His preference for hand-drawing his drafts is unusual these days; everything is digital, now, and although he has his tablet in his bag and there’s some truly excellent architectural drawing software on his laptop, Hux still prefers to sketch his designs first by hand and then, once they’re perfected, transfer them to digital. He finds it helps him connect better with whatever he’s working on: makes it tangible, alive. Even without his music, he’s soon enough immersed in the work, bending intently over his page and protractor and drawing careful neat lines with a perfectly sharpened pencil —

Something heavy lands on his shoulder and jostles his arm, making his pencil line go skating up across the page, right through the whole drawing. Hux looks up indignantly and finds to his mild horror that Ben’s head has drooped over and come to rest on his shoulder.

(He finds, also, that Ben’s hair where it tickles his cheek is ridiculously, perfectly, run-your-fingers-through-it soft; but he ignores this for now in favour of more pressing matters).

Ben is snoring lightly, his broad chest rising and falling peacefully. His pretty mouth is ever-so-slightly open: Hux is momentarily transfixed by this before he snaps to, envisioning drool on the shoulder of his favourite cardigan. _Okay. So. Let’s…do something about this, shall we?_

With determination Hux lays down his pencil (the tip, of course, is now broken). “Ben.” Hux says his name firmly. Ben doesn’t move. “ _Ben.”_

No response. Hux sighs. Awkwardly, he reaches up a hand and shoves Ben’s shoulder. “Ben, wake up.”

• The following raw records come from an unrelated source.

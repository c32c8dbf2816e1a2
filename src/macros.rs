/// Compile a literal pattern once and hand out a `&'static Regex`.
///
/// Only for patterns written in this crate. User-supplied rule patterns are
/// compiled fresh on every engine run.
#[macro_export]
macro_rules! regex {
    ($pat:literal) => {{
        static RE: once_cell::sync::Lazy<regex::Regex> =
            once_cell::sync::Lazy::new(|| regex::Regex::new($pat).unwrap());
        &*RE
    }};
}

Ben’s big dark eyes flutter open. “What —? oh, fuck, dude, did I fall asleep on you?” he says, flustered. “Shit. Sorry, man.” He removes his head promptly from Hux’s shoulder and sits up straight. “Won’t happen again.” He grins.

“Thank you,” Hux says stiffly. As subtly as he can, he goes about erasing the traitorous line marring his sketch, hoping Ben won’t notice it and make the connection — but _(par for the course today)_ he does.

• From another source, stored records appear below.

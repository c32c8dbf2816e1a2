use std::fmt;

#[macro_use]
mod macros;
mod api;
mod capitalize;
mod engine;
mod error;
mod notes;
mod rules;

pub use api::{
    CutNote, Options, ReplaceDetails, ReplaceResult, crop_note, current_note, cut_note, note_span, replace_and_capitalize,
    replace_by_rules, replace_in_note, replace_verbose, split_notes, utf16_to_byte_offset,
};
pub use capitalize::{DEFAULT_SENTENCE_END, SentenceCapitalizer, capitalize};
pub use engine::{PassMetrics, RunMetrics, apply, apply_verbose, parse_rules};
pub use error::{Error, Result};
pub use notes::{DEFAULT_DELIMITER, DelimiterSearch, NoteSpan};
pub use rules::du2ich::{DU2ICH_RULES, du2ich};

// --- Rules -------------------------------------------------------------------

/// Replacement flag that turns a rule into a deletion of every match.
pub const DELETE_FLAG: &str = "x";

/// One `"pattern"flags->"replacement"flags` directive.
///
/// Flags are kept as the raw lowercase letters found in the rule text. They
/// are only interpreted when the rule is compiled, so parsing never fails.
#[derive(Debug, Clone, PartialEq, Eq, Hash, Default)]
pub struct Rule {
    pub pattern: String,
    pub pattern_flags: String,
    pub replacement: String,
    pub replacement_flags: String,
}

impl Rule {
    pub fn new(pattern: impl Into<String>, replacement: impl Into<String>) -> Self {
        Rule { pattern: pattern.into(), replacement: replacement.into(), ..Rule::default() }
    }

    pub fn with_pattern_flags(mut self, flags: impl Into<String>) -> Self {
        self.pattern_flags = flags.into();
        self
    }

    pub fn with_replacement_flags(mut self, flags: impl Into<String>) -> Self {
        self.replacement_flags = flags.into();
        self
    }

    /// True when the replacement flags are exactly `x`: matches are removed
    /// and the replacement text is ignored.
    pub fn deletes(&self) -> bool {
        self.replacement_flags == DELETE_FLAG
    }

    /// Render the rule back into its textual unit form.
    pub fn describe(&self) -> String {
        self.to_string()
    }
}

impl fmt::Display for Rule {
    fn fmt(&self, f: &mut fmt::Formatter<'_>) -> fmt::Result {
        write!(f, "\"{}\"{}->\"{}\"{}", self.pattern, self.pattern_flags, self.replacement, self.replacement_flags)
    }
}

/// An ordered sequence of rules. Later rules see the output of earlier ones.
#[derive(Debug, Clone, PartialEq, Eq, Default)]
pub struct RuleSet {
    rules: Vec<Rule>,
}

impl RuleSet {
    /// Parse a rule-definition blob. See [`parse_rules`].
    pub fn parse(text: &str) -> Self {
        parse_rules(text)
    }

    pub fn rules(&self) -> &[Rule] {
        &self.rules
    }

    pub fn iter(&self) -> std::slice::Iter<'_, Rule> {
        self.rules.iter()
    }

    pub fn len(&self) -> usize {
        self.rules.len()
    }

    pub fn is_empty(&self) -> bool {
        self.rules.is_empty()
    }
}

impl From<Vec<Rule>> for RuleSet {
    fn from(rules: Vec<Rule>) -> Self {
        RuleSet { rules }
    }
}

impl FromIterator<Rule> for RuleSet {
    fn from_iter<I: IntoIterator<Item = Rule>>(iter: I) -> Self {
        RuleSet { rules: iter.into_iter().collect() }
    }
}

impl<'a> IntoIterator for &'a RuleSet {
    type Item = &'a Rule;
    type IntoIter = std::slice::Iter<'a, Rule>;

    fn into_iter(self) -> Self::IntoIter {
        self.rules.iter()
    }
}

// --- Replacement log ---------------------------------------------------------

/// Audit entry for one rule pass that matched at least once.
#[derive(Debug, Clone, PartialEq, Eq)]
pub struct LogEntry {
    /// Zero-based position of the rule in its [`RuleSet`].
    pub rule_index: usize,
    pub match_count: usize,
    /// The rule as applied, in rule-file form. For the capitalized pass of
    /// preserve-case mode this is the capitalized variant.
    pub rule_description: String,
}

/// Ordered audit trail of an [`apply`] run. Never affects the result text.
#[derive(Debug, Clone, PartialEq, Eq, Default)]
pub struct ReplacementLog {
    entries: Vec<LogEntry>,
}

impl ReplacementLog {
    pub fn entries(&self) -> &[LogEntry] {
        &self.entries
    }

    pub fn is_empty(&self) -> bool {
        self.entries.is_empty()
    }

    pub fn len(&self) -> usize {
        self.entries.len()
    }

    /// Sum of matches over every logged pass.
    pub fn total_matches(&self) -> usize {
        self.entries.iter().map(|e| e.match_count).sum()
    }

    pub(crate) fn push(&mut self, entry: LogEntry) {
        self.entries.push(entry);
    }
}

impl fmt::Display for ReplacementLog {
    fn fmt(&self, f: &mut fmt::Formatter<'_>) -> fmt::Result {
        for entry in &self.entries {
            writeln!(f, "#{} ({}x): {}", entry.rule_index + 1, entry.match_count, entry.rule_description)?;
        }
        Ok(())
    }
}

“ _Shit!_ Did I do that to your drawing, too?” Ben asks with genuine concern. “Fuck, man, I’m really sorry! Is that gonna be hard to fix?”

“No,” Hux says, “it’ll be fine.” He continues carefully erasing, growing annoyed as more and more small details have to be taken out along with the mistake. He wishes that for once he’d just used the fucking software.

Eventually the line is all gone, but along with it went half a pediment, most of one of the gables, and the detailing on the edge of the roof. Ben has been watching him erase with a furrowed brow, seeming genuinely sorry — “Will you be able to re-draw all of that?” he asks, when Hux sighs and dusts off the last of the eraser shavings.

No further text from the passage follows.